Dear partners and customers, come and discover our new corporate website.

DEPURANAT : Natural wastewater treatment systems for small communities

The DEPURANAT Project, financed by European FEDER funds, focused on wastewater treatment for productive purpose in the rural and natural environments of the Atlantic Space, thanks to natural treatment or low energy consuming systems.

A consortium made up of ITC - Instituto Tecnologico de Canarias, project leader, University of Minho - Portugal, "CENTA - Centro de Nuevas Tecnologías del Agua" - Spain and of a certain number of Canarian and Portuguese municipalities as well as of IOWater - International Office for Water - France, has been working for 3 years on the building and operation of such facilities.

6 treatment plants, already equipped with such technologies in Spain and Portugal, and 6 others, especially built to use these treatment principles, were followed up to:
* draw up technical guides to help the project contractors build their wastewater treatment plants according to the code of practice, while taking into account the diversity of the natural wastewater treatment techniques now available;
* work out decision-making supporting methods to select the best techniques according to the criteria which the building operator and the municipality are facing in the field.
For this purpose, IOWater designed an expert system to help selecting technologies according to the characteristics of the effluents to be treated and of the site chosen for their building.
This tool was enriched with the results obtained on the pilot units in order to be close to field realities;
* develop by-products (sludge, organic matter, treated wastewater, etc.) to focus on the best integration of the plant from a social and environmental viewpoint, landscape considerations included;
* build the potential market for such techniques in the Atlantic Arc, taking into account the economic advantages and environmental costs (in accordance with the European Framework Directive), but also the "relation" which is built around such sites with the surrounding population (water classes for the children, market-gardening products, floral products, etc.);
* develop training tools for formalizing true engineering on natural wastewater treatment, thanks to the professional support which will result from DEPURANAT.
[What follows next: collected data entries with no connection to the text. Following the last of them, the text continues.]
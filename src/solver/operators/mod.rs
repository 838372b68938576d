pub mod crossover;
pub mod insertion;
pub mod local_search;
pub mod removal;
Not very expensive and simple to install, these decentralized systems will contribute to improve water treatment and will support sustainable economic and financial development in rural areas.
Thanks to these systems, DEPURANAT aims at promoting the use, for decorative or handicraft purposes, of quality products resulting from water treatment, such as aquatic plants.

In the long term, these new activities will enable these areas to develop traditional agriculture and rural tourism. It concerns little populated rural areas, a characteristic of the Atlantic Space, where the lack of wastewater treatment systems means discharging the effluents in neighboring natural environments, thus leading to non-point pollution in areas with great ecological value.

DEPURANAT shows that there are sustainable wastewater management systems, which consist in storing the locally collected water, in treating it on the spot in small decentralized systems (lagooning, filtering garden, planted filter, infiltration bed, sand percolation, etc.), and in reusing the obtained by-products. A catalogue of the pilot systems used in Spain and Portugal has been established.

CENTA and IOWater provide technical support for the development of know-how after construction and during operation for better making known these often forgotten techniques, which are better integrated into the environment, especially for a number of population-equivalents ranging from 100 to 500, which is the case of many building lots.

In the continuity of DEPURANAT, CENTA organized, from 11 to 15 November 2007 in Seville, SMALLWAT, an International Congress dedicated to wastewater treatment in small communities.